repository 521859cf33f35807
use reqwest::{Client, ClientBuilder};
use std::time::Duration;

const USER_AGENT: &str = "ct-hunter/0.1 (passive subdomain recon)";

/// Client for per-subdomain metadata fetches: short timeout, bounded
/// redirects, certificate validation on. This tool is read-only recon, so
/// it should only ever see what a regular browser would.
pub fn create_metadata_client(timeout_secs: u64) -> Client {
    ClientBuilder::new()
        // Connection pooling - subdomains of one root often share hosts
        .pool_max_idle_per_host(10)
        .pool_idle_timeout(Some(Duration::from_secs(90)))
        .tcp_keepalive(Some(Duration::from_secs(60)))
        .tcp_nodelay(true)

        // Timeouts
        .timeout(Duration::from_secs(timeout_secs))
        .connect_timeout(Duration::from_secs(timeout_secs.min(5)))

        // Compression
        .gzip(true)
        .brotli(true)

        // TLS
        .use_rustls_tls()

        // Redirects
        .redirect(reqwest::redirect::Policy::limited(5))

        .user_agent(USER_AGENT)
        .build()
        .expect("Failed to build HTTP client")
}

/// Client for the CT log and ASN lookup services. Longer timeout: crt.sh
/// responses for busy domains can take tens of seconds.
pub fn create_lookup_client(timeout_secs: u64) -> Client {
    ClientBuilder::new()
        .timeout(Duration::from_secs(timeout_secs))
        .connect_timeout(Duration::from_secs(10))
        .gzip(true)
        .use_rustls_tls()
        .user_agent(USER_AGENT)
        .build()
        .expect("Failed to build HTTP client")
}

#[cfg(test)]
mod tests {
    use super::*;

    #[test]
    fn test_client_creation() {
        // Builder panics on invalid configuration, so constructing both
        // clients is the whole test.
        let _ = create_metadata_client(5);
        let _ = create_lookup_client(30);
    }
}
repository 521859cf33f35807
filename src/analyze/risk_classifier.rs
use std::fmt;

use serde::{Deserialize, Serialize};

use crate::enrich::http_meta::HttpMetadata;

#[derive(Debug, Clone, Copy, PartialEq, Eq, PartialOrd, Ord, Serialize, Deserialize)]
#[serde(rename_all = "lowercase")]
pub enum Severity {
    Low,
    Medium,
    High,
    Critical,
}

impl Severity {
    pub fn as_str(self) -> &'static str {
        match self {
            Severity::Low => "low",
            Severity::Medium => "medium",
            Severity::High => "high",
            Severity::Critical => "critical",
        }
    }
}

impl fmt::Display for Severity {
    fn fmt(&self, f: &mut fmt::Formatter<'_>) -> fmt::Result {
        f.write_str(self.as_str())
    }
}

/// Keyword table and banding thresholds, passed into `classify` explicitly
/// so alternate rule sets can be tested. Keywords are an ordered list: tags
/// append in table order, keeping output deterministic.
#[derive(Debug, Clone, Serialize, Deserialize)]
pub struct RiskRuleset {
    pub keywords: Vec<(String, i32)>,
    /// Added when the endpoint answered with a non-error status, a weak
    /// signal that the host is live.
    pub liveness_bonus: i32,
    pub critical_threshold: i32,
    pub high_threshold: i32,
    pub medium_threshold: i32,
}

impl RiskRuleset {
    pub fn band(&self, score: i32) -> Severity {
        if score >= self.critical_threshold {
            Severity::Critical
        } else if score >= self.high_threshold {
            Severity::High
        } else if score >= self.medium_threshold {
            Severity::Medium
        } else {
            Severity::Low
        }
    }
}

impl Default for RiskRuleset {
    fn default() -> Self {
        let keywords = [
            ("admin", 30),
            ("login", 15),
            ("staging", 20),
            ("test", 10),
            ("dev", 10),
            ("backup", 25),
            ("index of /", 40),
            ("wp-login.php", 35),
        ]
        .iter()
        .map(|(k, w)| (k.to_string(), *w))
        .collect();

        Self {
            keywords,
            liveness_bonus: 5,
            critical_threshold: 60,
            high_threshold: 35,
            medium_threshold: 15,
        }
    }
}

#[derive(Debug, Clone, PartialEq, Eq, Serialize, Deserialize)]
pub struct RiskAssessment {
    pub tags: Vec<String>,
    pub score: i32,
    pub severity: Severity,
}

/// Pure keyword-heuristic classification over the subdomain name, final
/// URL, page title and body snippet. No I/O; identical inputs always yield
/// identical output.
pub fn classify(ruleset: &RiskRuleset, subdomain: &str, http: &HttpMetadata) -> RiskAssessment {
    let blob = format!(
        "{} {} {} {}",
        subdomain, http.url, http.title, http.body_snippet
    )
    .to_lowercase();

    let mut tags = Vec::new();
    let mut score = 0;
    for (keyword, weight) in &ruleset.keywords {
        if blob.contains(keyword.as_str()) {
            tags.push(keyword.clone());
            score += weight;
        }
    }

    if let Some(status) = http.status_code {
        if (200..400).contains(&status) {
            score += ruleset.liveness_bonus;
        }
    }

    let severity = ruleset.band(score);
    RiskAssessment { tags, score, severity }
}
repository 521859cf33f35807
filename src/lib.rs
pub mod analyze;
pub mod config;
pub mod discover;
pub mod enrich;
pub mod http_client;
pub mod normalize;
pub mod output;
pub mod pipeline;
pub mod store;

// re-export the primary entry points
pub use crate::analyze::risk_classifier::{classify, RiskAssessment, RiskRuleset, Severity};
pub use crate::config::ScanConfig;
pub use crate::pipeline::{Finding, Scanner};
pub use crate::store::db::ScanDb;
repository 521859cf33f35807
mod cli;
mod runner;

#[tokio::main]
async fn main() -> anyhow::Result<()> {
    let cli = cli::parse_cli();
    runner::run_from_cli(cli).await
}
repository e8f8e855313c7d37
//! Digit- and bit-granularity shifts, i.e. multiplication and division by powers of two

use super::{BigInt, Digit, DIGIT_BIT};
use crate::misc::MathError;
use num_integer::Integer;
use zeroize::Zeroize;

impl BigInt {
    /// Shifts left by `count` whole digits (multiplies by radix^count)
    pub fn lshd(&mut self, count: usize) -> Result<(), MathError> {
        if count == 0 || self.is_zero() {
            return Ok(());
        }

        self.grow(self.used + count)?;
        self.digits.copy_within(0..self.used, count);
        self.digits[..count].zeroize();
        self.used += count;
        Ok(())
    }

    /// Shifts right by `count` whole digits (divides by radix^count). Shifting out every
    /// digit leaves zero
    pub fn rshd(&mut self, count: usize) {
        if count == 0 {
            return;
        }

        if self.used <= count {
            self.zero();
            return;
        }

        let remaining = self.used - count;
        self.digits.copy_within(count..self.used, 0);
        self.digits[remaining..self.used].zeroize();
        self.used = remaining;
    }

    /// In-place `self <<= bits`
    pub fn shl_bits_assign(&mut self, bits: usize) -> Result<(), MathError> {
        let (whole, part) = bits.div_rem(&DIGIT_BIT);
        // room for the digit shift plus one carried-out digit
        self.grow(self.used + whole + 1)?;
        self.lshd(whole)?;

        if part != 0 {
            let shift = DIGIT_BIT - part;
            let mut carry: Digit = 0;
            for digit in &mut self.digits[..self.used] {
                let next = *digit >> shift;
                *digit = (*digit << part) | carry;
                carry = next;
            }

            if carry != 0 {
                self.digits[self.used] = carry;
                self.used += 1;
            }
        }

        self.normalize();
        Ok(())
    }

    /// In-place `self >>= bits` on the magnitude (truncates toward zero)
    pub fn shr_bits_assign(&mut self, bits: usize) {
        let (whole, part) = bits.div_rem(&DIGIT_BIT);
        self.rshd(whole);

        if part != 0 {
            let mask: Digit = (1 << part) - 1;
            let shift = DIGIT_BIT - part;
            let mut carry: Digit = 0;
            for digit in self.digits[..self.used].iter_mut().rev() {
                let low = *digit & mask;
                *digit = (*digit >> part) | (carry << shift);
                carry = low;
            }
        }

        self.normalize();
    }

    /// In-place `self = self mod 2^bits`, keeping the sign
    pub fn mod_2d_assign(&mut self, bits: usize) {
        if bits == 0 {
            self.zero();
            return;
        }

        if bits >= self.used * DIGIT_BIT {
            return;
        }

        let (whole, part) = bits.div_rem(&DIGIT_BIT);
        let first_cleared = whole + usize::from(part != 0);
        self.digits[first_cleared..self.used].zeroize();
        if part != 0 {
            self.digits[whole] &= (1 << part) - 1;
        }

        self.normalize();
    }

    /// Returns `self * 2^bits`
    pub fn mul_2d(&self, bits: usize) -> Result<BigInt, MathError> {
        let mut out = self.try_clone()?;
        out.shl_bits_assign(bits)?;
        Ok(out)
    }

    /// Returns `(self / 2^bits, self mod 2^bits)`. Both results carry the sign of `self`
    pub fn div_2d(&self, bits: usize) -> Result<(BigInt, BigInt), MathError> {
        let mut quotient = self.try_clone()?;
        let mut remainder = self.try_clone()?;
        remainder.mod_2d_assign(bits);
        quotient.shr_bits_assign(bits);
        Ok((quotient, remainder))
    }

    /// Returns `self mod 2^bits`
    pub fn mod_2d(&self, bits: usize) -> Result<BigInt, MathError> {
        let mut out = self.try_clone()?;
        out.mod_2d_assign(bits);
        Ok(out)
    }

    /// Returns `self / 2`
    pub fn div_2(&self) -> Result<BigInt, MathError> {
        let mut out = self.try_clone()?;
        out.div_2_assign();
        Ok(out)
    }

    pub fn div_2_assign(&mut self) {
        self.shr_bits_assign(1)
    }

    /// Number of bits in the magnitude
    pub fn count_bits(&self) -> usize {
        match self.digits().last() {
            None => 0,
            Some(top) => (self.used - 1) * DIGIT_BIT + (DIGIT_BIT - top.leading_zeros() as usize),
        }
    }

    /// Number of trailing zero bits of the magnitude. Zero for a zero value
    pub fn count_lsb(&self) -> usize {
        self.digits()
            .iter()
            .position(|digit| *digit != 0)
            .map(|idx| idx * DIGIT_BIT + self.digits[idx].trailing_zeros() as usize)
            .unwrap_or(0)
    }
}
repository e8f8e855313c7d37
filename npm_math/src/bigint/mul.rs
use super::{BigInt, Digit, Sign, Word, DIGIT_BIT, DIGIT_MASK};
use crate::misc::MathError;

impl BigInt {
    /// Returns `self * rhs` using schoolbook multiplication
    pub fn mul(&self, rhs: &BigInt) -> Result<BigInt, MathError> {
        let width = self.used + rhs.used;
        let mut out = BigInt::with_capacity(width)?;

        for (i, &a) in self.digits().iter().enumerate() {
            let mut carry: Word = 0;
            for (j, &b) in rhs.digits().iter().enumerate() {
                // (2^32 - 1) + (2^32 - 1)^2 + (2^32 - 1) == 2^64 - 1, so this never overflows
                let acc = out.digits[i + j] as Word + (a as Word) * (b as Word) + carry;
                out.digits[i + j] = (acc & DIGIT_MASK) as Digit;
                carry = acc >> DIGIT_BIT;
            }
            out.digits[i + rhs.used] = carry as Digit;
        }

        out.used = width;
        out.sign = if self.sign == rhs.sign {
            Sign::Positive
        } else {
            Sign::Negative
        };
        out.normalize();
        Ok(out)
    }

    /// Returns `self * self`
    pub fn sqr(&self) -> Result<BigInt, MathError> {
        self.mul(self)
    }
}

• • • • • • •

_TASK REQUIREMENTS_
Each line from the top of the entries above through the line containing "pub enum Severity" must be transcribed exactly, and no other line may appear.

_RESPONSE_
repository 521859cf33f35807
use reqwest::{Client, ClientBuilder};
use std::time::Duration;

const USER_AGENT: &str = "ct-hunter/0.1 (passive subdomain recon)";

/// Client for per-subdomain metadata fetches: short timeout, bounded
/// redirects, certificate validation on. This tool is read-only recon, so
/// it should only ever see what a regular browser would.
pub fn create_metadata_client(timeout_secs: u64) -> Client {
    ClientBuilder::new()
        // Connection pooling - subdomains of one root often share hosts
        .pool_max_idle_per_host(10)
        .pool_idle_timeout(Some(Duration::from_secs(90)))
        .tcp_keepalive(Some(Duration::from_secs(60)))
        .tcp_nodelay(true)

        // Timeouts
        .timeout(Duration::from_secs(timeout_secs))
        .connect_timeout(Duration::from_secs(timeout_secs.min(5)))

        // Compression
        .gzip(true)
        .brotli(true)

        // TLS
        .use_rustls_tls()

        // Redirects
        .redirect(reqwest::redirect::Policy::limited(5))

        .user_agent(USER_AGENT)
        .build()
        .expect("Failed to build HTTP client")
}

/// Client for the CT log and ASN lookup services. Longer timeout: crt.sh
/// responses for busy domains can take tens of seconds.
pub fn create_lookup_client(timeout_secs: u64) -> Client {
    ClientBuilder::new()
        .timeout(Duration::from_secs(timeout_secs))
        .connect_timeout(Duration::from_secs(10))
        .gzip(true)
        .use_rustls_tls()
        .user_agent(USER_AGENT)
        .build()
        .expect("Failed to build HTTP client")
}

#[cfg(test)]
mod tests {
    use super::*;

    #[test]
    fn test_client_creation() {
        // Builder panics on invalid configuration, so constructing both
        // clients is the whole test.
        let _ = create_metadata_client(5);
        let _ = create_lookup_client(30);
    }
}
repository 521859cf33f35807
filename src/analyze/risk_classifier.rs
use std::fmt;

use serde::{Deserialize, Serialize};

use crate::enrich::http_meta::HttpMetadata;

#[derive(Debug, Clone, Copy, PartialEq, Eq, PartialOrd, Ord, Serialize, Deserialize)]
#[serde(rename_all = "lowercase")]
pub enum Severity {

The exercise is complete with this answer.